• [Records shown]:
┌──
//! Four-stage Laguerre cascade.
//!
//! L0[i] = (1 - g) * x[i] + g * L0[i-1]
//! Lk[i] = -g * Lk-1[i] + Lk-1[i-1] + g * Lk[i-1]      (k = 1..3)
//!
//! Stages are evaluated left to right, so stage k reads the current-bar value
//! of stage k-1. Slots before the first update read as 0.

use crate::series::Series;

pub const STAGES: usize = 4;

#[derive(Debug, Clone, Default)]
pub struct LaguerreCascade {
    stages: [Series<f64>; STAGES],
}

impl LaguerreCascade {
    pub fn new() -> Self {
        Self::default()
    }

    /// Advance the cascade at `index` with input `x` and damping factor `gamma`.
    pub fn update(&mut self, index: usize, x: f64, gamma: f64) -> [f64; STAGES] {
        let l0 = (1.0 - gamma) * x + gamma * self.stages[0].prior(index, 1);
        self.stages[0].set(index, l0);

        for k in 1..STAGES {
            let below = self.stages[k - 1].get(index);
            let below_prev = self.stages[k - 1].prior(index, 1);
            let prev = self.stages[k].prior(index, 1);
            self.stages[k].set(index, -gamma * below + below_prev + gamma * prev);
        }

        self.values(index)
    }

    /// All four stage values at `index`.
    pub fn values(&self, index: usize) -> [f64; STAGES] {
        [
            self.stages[0].get(index),
            self.stages[1].get(index),
            self.stages[2].get(index),
            self.stages[3].get(index),
        ]
    }

    /// Value of stage `stage` (0..=3) at `index`.
    pub fn stage(&self, stage: usize, index: usize) -> f64 {
        self.stages.get(stage).map_or(0.0, |s| s.get(index))
    }

    pub fn truncate(&mut self, len: usize) {
        self.stages.iter_mut().for_each(|s| s.truncate(len));
    }

    pub fn clear(&mut self) {
        self.stages.iter_mut().for_each(Series::clear);
    }
}

#[cfg(test)]
mod tests {
    use super::*;
    use crate::indicators::{assert_approx, DEFAULT_EPSILON};

    #[test]
    fn first_update_from_zero_state() {
        // g = 0.8, x = 10
        // L0 = 0.2 * 10 = 2.0
        // L1 = -0.8 * 2.0 + 0 + 0 = -1.6
        // L2 = -0.8 * -1.6 = 1.28
        // L3 = -0.8 * 1.28 = -1.024
        let mut cascade = LaguerreCascade::new();
        let v = cascade.update(1, 10.0, 0.8);
        assert_approx(v[0], 2.0, DEFAULT_EPSILON);
        assert_approx(v[1], -1.6, DEFAULT_EPSILON);
        assert_approx(v[2], 1.28, DEFAULT_EPSILON);
        assert_approx(v[3], -1.024, DEFAULT_EPSILON);
        assert_eq!(cascade.values(0), [0.0; 4]);
    }

    #[test]
    fn second_update_reads_previous_bar() {
        let mut cascade = LaguerreCascade::new();
        cascade.update(1, 10.0, 0.8);
        let v = cascade.update(2, 10.0, 0.8);
        // L0 = 2.0 + 0.8 * 2.0 = 3.6
        // L1 = -0.8 * 3.6 + 2.0 + 0.8 * -1.6 = -2.16
        assert_approx(v[0], 3.6, DEFAULT_EPSILON);
        assert_approx(v[1], -2.16, DEFAULT_EPSILON);
        assert_approx(cascade.stage(1, 2), -2.16, DEFAULT_EPSILON);
    }

    #[test]
    fn constant_input_converges_all_stages() {
        let mut cascade = LaguerreCascade::new();
        let mut last = [0.0; STAGES];
        for i in 1..400 {
            last = cascade.update(i, 50.0, 0.5);
        }
        for v in last {
            assert_approx(v, 50.0, 1e-6);
        }
    }

    #[test]
    fn truncate_then_update_matches_fresh_run() {
        let inputs = [10.0, 11.0, 12.5, 12.0, 13.0];
        let mut fresh = LaguerreCascade::new();
        for (i, &x) in inputs.iter().enumerate() {
            fresh.update(i, x, 0.6);
        }

        let mut revised = LaguerreCascade::new();
        for (i, &x) in inputs.iter().enumerate() {
            revised.update(i, x, 0.6);
        }
        revised.truncate(4);
        revised.update(4, 99.0, 0.6);
        revised.truncate(4);
        revised.update(4, 13.0, 0.6);

        assert_eq!(fresh.values(4), revised.values(4));
    }
}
└──
• [Exercise goal]: This calls for an exact transcription of every entry above.

• [Answer]:
//! Four-stage Laguerre cascade.
//!
//! L0[i] = (1 - g) * x[i] + g * L0[i-1]
//! Lk[i] = -g * Lk-1[i] + Lk-1[i-1] + g * Lk[i-1]      (k = 1..3)
//!
//! Stages are evaluated left to right, so stage k reads the current-bar value
//! of stage k-1. Slots before the first update read as 0.

use crate::series::Series;

pub const STAGES: usize = 4;

#[derive(Debug, Clone, Default)]
pub struct LaguerreCascade {
    stages: [Series<f64>; STAGES],
}

impl LaguerreCascade {
    pub fn new() -> Self {
        Self::default()
    }

    /// Advance the cascade at `index` with input `x` and damping factor `gamma`.
    pub fn update(&mut self, index: usize, x: f64, gamma: f64) -> [f64; STAGES] {
        let l0 = (1.0 - gamma) * x + gamma * self.stages[0].prior(index, 1);
        self.stages[0].set(index, l0);

        for k in 1..STAGES {
            let below = self.stages[k - 1].get(index);
            let below_prev = self.stages[k - 1].prior(index, 1);
            let prev = self.stages[k].prior(index, 1);
            self.stages[k].set(index, -gamma * below + below_prev + gamma * prev);
        }

        self.values(index)
    }

    /// All four stage values at `index`.
    pub fn values(&self, index: usize) -> [f64; STAGES] {
        [
            self.stages[0].get(index),
            self.stages[1].get(index),
            self.stages[2].get(index),
            self.stages[3].get(index),
        ]
    }

    /// Value of stage `stage` (0..=3) at `index`.
    pub fn stage(&self, stage: usize, index: usize) -> f64 {
        self.stages.get(stage).map_or(0.0, |s| s.get(index))
    }

    pub fn truncate(&mut self, len: usize) {
        self.stages.iter_mut().for_each(|s| s.truncate(len));
    }

    pub fn clear(&mut self) {
        self.stages.iter_mut().for_each(Series::clear);
    }
}

#[cfg(test)]
mod tests {
    use super::*;
    use crate::indicators::{assert_approx, DEFAULT_EPSILON};

    #[test]
    fn first_update_from_zero_state() {
        // g = 0.8, x = 10
        // L0 = 0.2 * 10 = 2.0
        // L1 = -0.8 * 2.0 + 0 + 0 = -1.6
        // L2 = -0.8 * -1.6 = 1.28
        // L3 = -0.8 * 1.28 = -1.024
        let mut cascade = LaguerreCascade::new();
        let v = cascade.update(1, 10.0, 0.8);
        assert_approx(v[0], 2.0, DEFAULT_EPSILON);
        assert_approx(v[1], -1.6, DEFAULT_EPSILON);
        assert_approx(v[2], 1.28, DEFAULT_EPSILON);
        assert_approx(v[3], -1.024, DEFAULT_EPSILON);
        assert_eq!(cascade.values(0), [0.0; 4]);
    }

    #[test]
    fn second_update_reads_previous_bar() {
        let mut cascade = LaguerreCascade::new();
        cascade.update(1, 10.0, 0.8);
        let v = cascade.update(2, 10.0, 0.8);
        // L0 = 2.0 + 0.8 * 2.0 = 3.6
        // L1 = -0.8 * 3.6 + 2.0 + 0.8 * -1.6 = -2.16
        assert_approx(v[0], 3.6, DEFAULT_EPSILON);
        assert_approx(v[1], -2.16, DEFAULT_EPSILON);
        assert_approx(cascade.stage(1, 2), -2.16, DEFAULT_EPSILON);
    }

    #[test]
    fn constant_input_converges_all_stages() {
        let mut cascade = LaguerreCascade::new();
        let mut last = [0.0; STAGES];
        for i in 1..400 {
            last = cascade.update(i, 50.0, 0.5);
        }
        for v in last {
            assert_approx(v, 50.0, 1e-6);
        }
    }

    #[test]
    fn truncate_then_update_matches_fresh_run() {
        let inputs = [10.0, 11.0, 12.5, 12.0, 13.0];
        let mut fresh = LaguerreCascade::new();
        for (i, &x) in inputs.iter().enumerate() {
            fresh.update(i, x, 0.6);
        }

        let mut revised = LaguerreCascade::new();
        for (i, &x) in inputs.iter().enumerate() {
            revised.update(i, x, 0.6);
        }
        revised.truncate(4);
        revised.update(4, 99.0, 0.6);
        revised.truncate(4);
        revised.update(4, 13.0, 0.6);

        assert_eq!(fresh.values(4), revised.values(4));
    }
}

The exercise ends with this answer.